(GIVEN DATA begins)
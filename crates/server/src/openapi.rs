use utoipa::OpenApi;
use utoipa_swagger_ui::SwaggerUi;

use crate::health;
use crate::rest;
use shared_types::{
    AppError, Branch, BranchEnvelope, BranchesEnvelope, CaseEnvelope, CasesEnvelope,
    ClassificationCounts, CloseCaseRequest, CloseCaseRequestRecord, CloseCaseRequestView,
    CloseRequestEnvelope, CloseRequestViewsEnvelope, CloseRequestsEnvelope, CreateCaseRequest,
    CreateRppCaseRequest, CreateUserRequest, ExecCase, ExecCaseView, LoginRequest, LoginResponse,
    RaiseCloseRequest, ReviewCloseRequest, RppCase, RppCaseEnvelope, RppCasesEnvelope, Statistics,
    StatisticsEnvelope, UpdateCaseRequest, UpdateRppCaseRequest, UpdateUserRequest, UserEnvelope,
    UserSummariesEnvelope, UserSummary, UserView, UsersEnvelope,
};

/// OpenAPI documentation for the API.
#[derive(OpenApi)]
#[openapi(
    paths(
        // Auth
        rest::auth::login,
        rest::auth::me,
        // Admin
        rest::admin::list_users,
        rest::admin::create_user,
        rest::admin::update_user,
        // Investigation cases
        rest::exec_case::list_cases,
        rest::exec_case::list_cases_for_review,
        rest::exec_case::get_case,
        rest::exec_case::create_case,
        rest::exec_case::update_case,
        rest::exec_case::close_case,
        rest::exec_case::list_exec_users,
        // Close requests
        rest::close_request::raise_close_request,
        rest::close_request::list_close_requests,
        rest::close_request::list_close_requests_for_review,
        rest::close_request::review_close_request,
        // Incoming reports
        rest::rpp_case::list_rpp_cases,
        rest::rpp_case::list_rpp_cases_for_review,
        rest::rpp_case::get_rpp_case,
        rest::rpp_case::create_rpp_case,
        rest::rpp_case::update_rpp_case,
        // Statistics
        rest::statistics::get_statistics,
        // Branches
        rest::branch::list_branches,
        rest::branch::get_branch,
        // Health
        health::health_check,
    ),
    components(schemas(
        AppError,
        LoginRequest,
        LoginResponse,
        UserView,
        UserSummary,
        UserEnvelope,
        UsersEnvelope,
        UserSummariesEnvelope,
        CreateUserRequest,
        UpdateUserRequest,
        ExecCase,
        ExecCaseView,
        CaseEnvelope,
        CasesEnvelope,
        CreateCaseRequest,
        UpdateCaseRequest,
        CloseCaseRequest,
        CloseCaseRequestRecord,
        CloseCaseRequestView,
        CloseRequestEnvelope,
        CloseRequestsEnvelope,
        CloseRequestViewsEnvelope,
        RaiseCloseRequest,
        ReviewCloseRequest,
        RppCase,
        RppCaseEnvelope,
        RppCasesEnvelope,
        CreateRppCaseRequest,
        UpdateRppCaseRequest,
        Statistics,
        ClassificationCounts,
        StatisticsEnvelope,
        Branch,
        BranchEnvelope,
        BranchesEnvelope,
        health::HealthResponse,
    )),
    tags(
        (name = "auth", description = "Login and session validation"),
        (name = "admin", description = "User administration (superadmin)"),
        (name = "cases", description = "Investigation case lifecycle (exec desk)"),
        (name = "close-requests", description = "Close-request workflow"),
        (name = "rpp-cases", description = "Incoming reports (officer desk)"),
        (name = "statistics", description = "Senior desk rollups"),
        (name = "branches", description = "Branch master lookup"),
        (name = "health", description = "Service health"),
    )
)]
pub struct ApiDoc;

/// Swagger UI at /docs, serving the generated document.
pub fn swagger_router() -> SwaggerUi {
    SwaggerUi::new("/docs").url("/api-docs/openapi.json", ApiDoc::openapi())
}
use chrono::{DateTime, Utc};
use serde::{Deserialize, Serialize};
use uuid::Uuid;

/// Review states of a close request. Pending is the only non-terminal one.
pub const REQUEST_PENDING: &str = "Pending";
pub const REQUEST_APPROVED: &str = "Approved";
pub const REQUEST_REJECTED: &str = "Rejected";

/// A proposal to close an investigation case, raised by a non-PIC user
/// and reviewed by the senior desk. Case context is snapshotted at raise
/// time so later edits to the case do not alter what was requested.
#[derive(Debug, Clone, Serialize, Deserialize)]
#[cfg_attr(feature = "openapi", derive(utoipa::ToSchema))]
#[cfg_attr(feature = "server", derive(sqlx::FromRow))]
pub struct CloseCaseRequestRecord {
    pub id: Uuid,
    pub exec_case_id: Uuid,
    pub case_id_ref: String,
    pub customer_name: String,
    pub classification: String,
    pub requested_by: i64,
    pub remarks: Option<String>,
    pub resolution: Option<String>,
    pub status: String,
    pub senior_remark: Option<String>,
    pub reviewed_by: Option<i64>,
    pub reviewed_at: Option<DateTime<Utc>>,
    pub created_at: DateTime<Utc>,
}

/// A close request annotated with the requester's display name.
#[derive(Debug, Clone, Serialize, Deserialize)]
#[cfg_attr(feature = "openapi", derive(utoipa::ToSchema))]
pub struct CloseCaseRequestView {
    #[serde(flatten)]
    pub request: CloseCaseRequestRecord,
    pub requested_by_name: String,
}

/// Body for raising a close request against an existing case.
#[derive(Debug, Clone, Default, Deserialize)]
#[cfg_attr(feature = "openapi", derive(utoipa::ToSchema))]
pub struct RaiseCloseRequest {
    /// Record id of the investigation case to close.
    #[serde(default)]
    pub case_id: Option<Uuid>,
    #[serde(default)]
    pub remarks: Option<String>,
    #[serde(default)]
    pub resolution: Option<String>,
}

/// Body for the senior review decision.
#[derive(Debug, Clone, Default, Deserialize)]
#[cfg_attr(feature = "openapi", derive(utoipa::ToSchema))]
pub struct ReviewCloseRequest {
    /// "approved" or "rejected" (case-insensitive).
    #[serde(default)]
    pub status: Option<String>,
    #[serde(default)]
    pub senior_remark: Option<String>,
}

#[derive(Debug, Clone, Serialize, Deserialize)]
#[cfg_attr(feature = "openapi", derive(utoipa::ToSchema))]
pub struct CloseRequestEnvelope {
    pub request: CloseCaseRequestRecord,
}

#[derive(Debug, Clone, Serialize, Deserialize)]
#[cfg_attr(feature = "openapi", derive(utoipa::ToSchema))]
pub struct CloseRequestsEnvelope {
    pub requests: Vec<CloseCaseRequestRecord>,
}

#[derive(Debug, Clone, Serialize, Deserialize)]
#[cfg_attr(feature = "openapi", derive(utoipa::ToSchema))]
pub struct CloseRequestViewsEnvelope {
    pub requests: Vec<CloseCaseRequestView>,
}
(GIVEN DATA ends)
(GIVEN DATA begins)
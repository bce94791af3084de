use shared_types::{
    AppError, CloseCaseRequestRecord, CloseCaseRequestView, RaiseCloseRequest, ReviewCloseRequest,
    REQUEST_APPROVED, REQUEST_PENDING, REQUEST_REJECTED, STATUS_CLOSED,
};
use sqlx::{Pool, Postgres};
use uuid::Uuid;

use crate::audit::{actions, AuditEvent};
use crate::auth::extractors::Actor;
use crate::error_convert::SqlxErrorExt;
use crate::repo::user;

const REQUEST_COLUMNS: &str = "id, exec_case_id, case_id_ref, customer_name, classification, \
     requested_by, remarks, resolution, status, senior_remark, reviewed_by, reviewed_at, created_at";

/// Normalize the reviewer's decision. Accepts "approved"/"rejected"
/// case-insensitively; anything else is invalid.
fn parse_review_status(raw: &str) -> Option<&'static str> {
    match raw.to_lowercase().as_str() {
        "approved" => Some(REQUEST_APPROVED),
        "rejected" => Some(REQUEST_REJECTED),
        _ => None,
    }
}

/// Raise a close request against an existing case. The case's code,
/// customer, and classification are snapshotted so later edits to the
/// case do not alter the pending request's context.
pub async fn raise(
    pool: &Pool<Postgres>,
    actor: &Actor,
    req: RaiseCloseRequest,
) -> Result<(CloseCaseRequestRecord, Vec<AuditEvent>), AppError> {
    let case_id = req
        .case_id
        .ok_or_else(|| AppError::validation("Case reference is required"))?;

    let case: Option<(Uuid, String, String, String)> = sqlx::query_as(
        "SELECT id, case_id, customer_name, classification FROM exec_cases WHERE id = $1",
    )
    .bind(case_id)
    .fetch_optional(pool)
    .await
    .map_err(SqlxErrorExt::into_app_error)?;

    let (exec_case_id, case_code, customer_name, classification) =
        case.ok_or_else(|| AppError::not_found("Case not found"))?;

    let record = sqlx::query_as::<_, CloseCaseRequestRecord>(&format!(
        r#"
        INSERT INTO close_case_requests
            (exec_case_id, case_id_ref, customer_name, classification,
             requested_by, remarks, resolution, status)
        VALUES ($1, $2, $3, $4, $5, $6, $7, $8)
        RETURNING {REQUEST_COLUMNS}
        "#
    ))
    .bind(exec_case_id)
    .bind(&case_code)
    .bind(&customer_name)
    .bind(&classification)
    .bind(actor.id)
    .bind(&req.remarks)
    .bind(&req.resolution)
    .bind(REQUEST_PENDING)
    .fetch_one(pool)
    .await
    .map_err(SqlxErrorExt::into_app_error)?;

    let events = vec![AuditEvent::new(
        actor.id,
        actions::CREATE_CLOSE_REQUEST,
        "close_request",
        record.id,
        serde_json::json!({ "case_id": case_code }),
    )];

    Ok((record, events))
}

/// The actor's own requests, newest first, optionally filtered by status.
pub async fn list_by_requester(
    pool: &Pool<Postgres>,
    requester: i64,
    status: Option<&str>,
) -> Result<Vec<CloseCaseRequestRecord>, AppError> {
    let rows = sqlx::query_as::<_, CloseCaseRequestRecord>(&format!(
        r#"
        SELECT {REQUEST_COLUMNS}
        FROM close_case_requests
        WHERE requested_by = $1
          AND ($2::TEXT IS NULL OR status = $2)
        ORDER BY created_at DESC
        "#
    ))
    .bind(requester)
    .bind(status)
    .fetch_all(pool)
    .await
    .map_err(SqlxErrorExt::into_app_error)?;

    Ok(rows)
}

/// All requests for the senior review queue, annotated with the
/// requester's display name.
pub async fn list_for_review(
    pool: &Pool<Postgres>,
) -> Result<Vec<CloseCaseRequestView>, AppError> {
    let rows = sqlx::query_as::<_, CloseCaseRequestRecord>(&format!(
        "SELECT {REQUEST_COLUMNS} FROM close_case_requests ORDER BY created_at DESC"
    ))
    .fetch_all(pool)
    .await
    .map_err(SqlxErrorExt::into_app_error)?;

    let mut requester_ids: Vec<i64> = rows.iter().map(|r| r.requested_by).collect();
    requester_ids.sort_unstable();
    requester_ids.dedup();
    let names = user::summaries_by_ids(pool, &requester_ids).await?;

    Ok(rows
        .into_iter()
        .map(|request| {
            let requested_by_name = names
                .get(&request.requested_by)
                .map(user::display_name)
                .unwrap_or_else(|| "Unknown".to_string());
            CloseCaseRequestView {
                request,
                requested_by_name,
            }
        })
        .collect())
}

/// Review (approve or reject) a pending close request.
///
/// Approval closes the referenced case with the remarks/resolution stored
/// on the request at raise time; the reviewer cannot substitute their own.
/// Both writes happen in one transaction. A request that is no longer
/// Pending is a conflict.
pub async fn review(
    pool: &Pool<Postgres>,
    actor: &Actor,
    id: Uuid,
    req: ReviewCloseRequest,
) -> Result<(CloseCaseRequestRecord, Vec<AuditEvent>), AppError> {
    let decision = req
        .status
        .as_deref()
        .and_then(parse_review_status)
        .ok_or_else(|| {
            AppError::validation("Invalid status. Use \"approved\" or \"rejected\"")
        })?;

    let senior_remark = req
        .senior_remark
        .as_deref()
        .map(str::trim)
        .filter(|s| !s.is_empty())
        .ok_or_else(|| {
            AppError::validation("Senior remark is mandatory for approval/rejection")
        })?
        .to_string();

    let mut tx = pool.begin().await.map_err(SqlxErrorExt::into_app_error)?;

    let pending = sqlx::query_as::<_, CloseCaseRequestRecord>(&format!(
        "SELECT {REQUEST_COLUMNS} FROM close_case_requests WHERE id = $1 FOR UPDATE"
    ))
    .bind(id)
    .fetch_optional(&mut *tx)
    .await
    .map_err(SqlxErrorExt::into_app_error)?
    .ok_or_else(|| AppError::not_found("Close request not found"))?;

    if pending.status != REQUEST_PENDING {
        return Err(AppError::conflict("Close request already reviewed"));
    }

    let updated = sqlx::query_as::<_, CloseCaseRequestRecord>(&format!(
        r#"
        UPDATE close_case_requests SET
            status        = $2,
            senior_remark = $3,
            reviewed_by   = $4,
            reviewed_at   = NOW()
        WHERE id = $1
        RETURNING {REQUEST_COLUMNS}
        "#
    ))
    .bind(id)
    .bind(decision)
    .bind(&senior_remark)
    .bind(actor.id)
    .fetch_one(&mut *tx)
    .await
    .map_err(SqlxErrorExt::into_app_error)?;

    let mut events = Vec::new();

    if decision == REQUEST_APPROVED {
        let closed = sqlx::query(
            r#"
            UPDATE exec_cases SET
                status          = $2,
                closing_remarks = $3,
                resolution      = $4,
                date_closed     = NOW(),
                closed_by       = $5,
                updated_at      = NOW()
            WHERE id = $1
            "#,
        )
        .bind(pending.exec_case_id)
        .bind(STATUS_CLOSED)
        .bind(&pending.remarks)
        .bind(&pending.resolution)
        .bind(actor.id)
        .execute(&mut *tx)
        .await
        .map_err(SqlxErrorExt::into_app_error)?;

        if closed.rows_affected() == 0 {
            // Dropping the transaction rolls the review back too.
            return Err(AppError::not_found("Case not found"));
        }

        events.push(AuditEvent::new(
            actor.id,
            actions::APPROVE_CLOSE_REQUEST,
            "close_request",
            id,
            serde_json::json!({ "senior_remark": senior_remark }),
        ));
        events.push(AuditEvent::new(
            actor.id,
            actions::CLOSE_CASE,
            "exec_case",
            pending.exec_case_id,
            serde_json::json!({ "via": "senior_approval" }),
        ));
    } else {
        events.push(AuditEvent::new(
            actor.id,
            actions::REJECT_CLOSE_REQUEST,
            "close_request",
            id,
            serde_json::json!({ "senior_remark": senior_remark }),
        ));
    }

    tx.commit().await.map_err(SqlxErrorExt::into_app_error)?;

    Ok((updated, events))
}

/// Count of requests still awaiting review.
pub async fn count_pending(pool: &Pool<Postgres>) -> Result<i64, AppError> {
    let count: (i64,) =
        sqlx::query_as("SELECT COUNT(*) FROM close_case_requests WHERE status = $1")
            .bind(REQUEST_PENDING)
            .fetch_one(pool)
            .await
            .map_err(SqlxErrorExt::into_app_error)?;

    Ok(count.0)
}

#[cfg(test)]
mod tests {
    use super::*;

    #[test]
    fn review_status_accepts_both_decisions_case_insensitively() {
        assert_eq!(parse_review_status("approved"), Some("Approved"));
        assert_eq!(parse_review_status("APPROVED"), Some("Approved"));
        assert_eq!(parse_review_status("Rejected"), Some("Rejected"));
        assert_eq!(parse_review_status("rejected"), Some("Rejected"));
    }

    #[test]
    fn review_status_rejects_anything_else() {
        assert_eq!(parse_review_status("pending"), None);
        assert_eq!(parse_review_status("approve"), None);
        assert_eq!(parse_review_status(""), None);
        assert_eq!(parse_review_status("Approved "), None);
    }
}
(GIVEN DATA ends)
DIRECTIONS FOR THIS TASK >> Copy out every line from the data above that has "existing" in it.

ANSWER BOX >>
/// Body for raising a close request against an existing case.
/// Raise a close request against an existing case. The case's code,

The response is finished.